OPEL CORSA C : « POUR LES GENS QUI ONT DE LA PERSONNALITÉ ! »

« Ça, c’est une couleur pour quelqu’un qui a de la personnalité ! »
Pas faux… parce qu’en effet il faut l’assumer ! (source : opel.com)

La Corsa C est un bon exemple, à l’instar de la Twingo, de la difficulté à remplacer un best-seller. Pas facile en effet de succéder aux Corsa A et B au design très réussi, et au succès commercial marqué, favorisé en France dans les années 90 par les aides gouvernementales. En plus, l’inspiration n’était pas vraiment au rendez-vous…

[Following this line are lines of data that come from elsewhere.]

use anyhow::{bail, Context, Result};
use rustc_hash::FxHashSet;

use crate::Answer;

pub fn day15(input: &str) -> Result<(Answer, Answer)> {
    let (map, moves) = input
        .split_once("\n\n")
        .context("expected map and moves separated by a blank line")?;
    let moves: Vec<u8> = moves.bytes().filter(|b| !b.is_ascii_whitespace()).collect();

    Ok((
        simulate(map, &moves, false)?.into(),
        simulate(map, &moves, true)?.into(),
    ))
}

/// Pushes boxes around the warehouse and sums their GPS coordinates. With
/// `widen` everything but the robot doubles in width and a single push can
/// fan out over a whole tree of touching boxes.
fn simulate(map: &str, moves: &[u8], widen: bool) -> Result<i64> {
    let scale = if widen { 2 } else { 1 };
    let mut walls = FxHashSet::default();
    let mut boxes = FxHashSet::default(); // a box is its leftmost cell
    let mut robot = None;
    for (r, line) in map.lines().enumerate() {
        for (c, b) in line.bytes().enumerate() {
            let (r, c) = (r as i64, scale * c as i64);
            match b {
                b'#' => {
                    for i in 0..scale {
                        walls.insert((r, c + i));
                    }
                }
                b'O' => {
                    boxes.insert((r, c));
                }
                b'@' => robot = Some((r, c)),
                _ => {}
            }
        }
    }
    let mut robot = robot.context("no robot (@) in map")?;

    for &m in &moves.to_vec() {
        let (dr, dc) = match m {
            b'^' => (-1, 0),
            b'v' => (1, 0),
            b'<' => (0, -1),
            b'>' => (0, 1),
            other => bail!("unknown move {:?}", other as char),
        };

        let box_at = |cell: (i64, i64)| -> Option<(i64, i64)> {
            if boxes.contains(&cell) {
                Some(cell)
            } else if widen && boxes.contains(&(cell.0, cell.1 - 1)) {
                Some((cell.0, cell.1 - 1))
            } else {
                None
            }
        };

        // collect every box the push reaches; bail out on the first wall
        let mut pushed = Vec::new();
        let mut seen = FxHashSet::default();
        let mut frontier = vec![(robot.0 + dr, robot.1 + dc)];
        let mut blocked = false;
        while let Some(cell) = frontier.pop() {
            if walls.contains(&cell) {
                blocked = true;
                break;
            }
            let Some(left) = box_at(cell) else { continue };
            if !seen.insert(left) {
                continue;
            }
            pushed.push(left);
            for i in 0..scale {
                frontier.push((left.0 + dr, left.1 + i + dc));
            }
        }
        if blocked {
            continue;
        }

        for left in &pushed {
            boxes.remove(left);
        }
        for left in &pushed {
            boxes.insert((left.0 + dr, left.1 + dc));
        }
        robot = (robot.0 + dr, robot.1 + dc);
    }

    Ok(boxes.iter().map(|&(r, c)| 100 * r + c).sum())
}

#[cfg(test)]
mod tests {
    use indoc::indoc;

    use super::*;

    #[test]
    fn test_day15() -> Result<()> {
        let example = indoc! {"
            ##########
            #..O..O.O#
            #......O.#
            #.OO..O.O#
            #..O@..O.#
            #O#..O...#
            #O..O..O.#
            #.OO.O.OO#
            #....O...#
            ##########

            <vv>^<v^>v>^vv^v>v<>v^v<v<^vv<<<^><<><>>v<vvv<>^v^>^<<<><<v<<<v^vv^v>^
            vvv<<^>^v^^><<>>><>^<<><^vv^^<>vvv<>><^^v>^>vv<>v<<<<v<^v>^<^^>>>^<v<v
            ><>vv>v^v^<>><>>>><^^>vv>v<^^^>>v^v^<^^>v^^>v^<^v>v<>>v^v^<v>v^^<^^vv<
            <<v<^>>^^^^>>>v^<>vvv^><v<<<>^^^vv^<vvv>^>v<^^^^v<>^>vvvv><>>v^<<^^^^^
            ^><^><>>><>^^<<^^v>>><^<v>^<vv>>v>>>^v><>^v><<<<v>>v<v<v>vvv>^<><<>^><
            ^>><>^v<><^vvv<^^<><v<<<<<><^v<<<><<<^^<v<^^^><^>>^<v^><<<^>>^v<v^v<v^
            >^>>^v>vv>^<<^v<>><<><<v<<v><>v<^vv<<<>^^v^>^^>>><<^v>>v^v><^^>>^<>vv^
            <><^^>^^^<><vvvvv^v<v<<>^v<v>v<<^><<><<><<<^^<<<^<<>><<><^^^>^^<>^>v<>
            ^^>vv<^v^v<vv>^<><v<^v>^^^>>>^^vvv^>vvv<>>>^<^>>>>>^<<^v>^vvv<>^<><<v>
            v^^>>><<^^<>>^v^<v^vv<>v^<<>^<^v^v><^<<<><<^<v><v<>vv>>v><v^<vv<>v^<<^
        "};
        let (part1, part2) = day15(example)?;
        assert_eq!(part1, 10092);
        assert_eq!(part2, 9021);
        Ok(())
    }

    #[test]
    fn test_day15_small_example() -> Result<()> {
        let map = indoc! {"
            ########
            #..O.O.#
            ##@.O..#
            #...O..#
            #.#.O..#
            #...O..#
            #......#
            ########
        "};
        let moves = b"<^^>>>vv<v>>v<<";
        assert_eq!(simulate(map, moves, false)?, 2028);
        Ok(())
    }

    #[test]
    fn test_day15_wide_push() -> Result<()> {
        let map = indoc! {"
            #######
            #...#.#
            #.....#
            #..OO@#
            #..O..#
            #.....#
            #######
        "};
        let moves = b"<vv<<^^<<^^";
        assert_eq!(simulate(map, moves, true)?, 618);
        Ok(())
    }
}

Ma première rencontre avec la Corsa C eut lieu en Allemagne en 1999, à l’occasion de ma toute première visite sous confidentialité dans un studio de design automobile. Alors que les maquettes de Vectra C que nous étions venus voir témoignaient d’un gel effectif du style, nous n’avons vu que des maquettes de Corsa en clay et en cours de travail, même si le dessin définitif était déjà là, notamment les fameux feux AR déportés en hauteur à la manière de la Focus.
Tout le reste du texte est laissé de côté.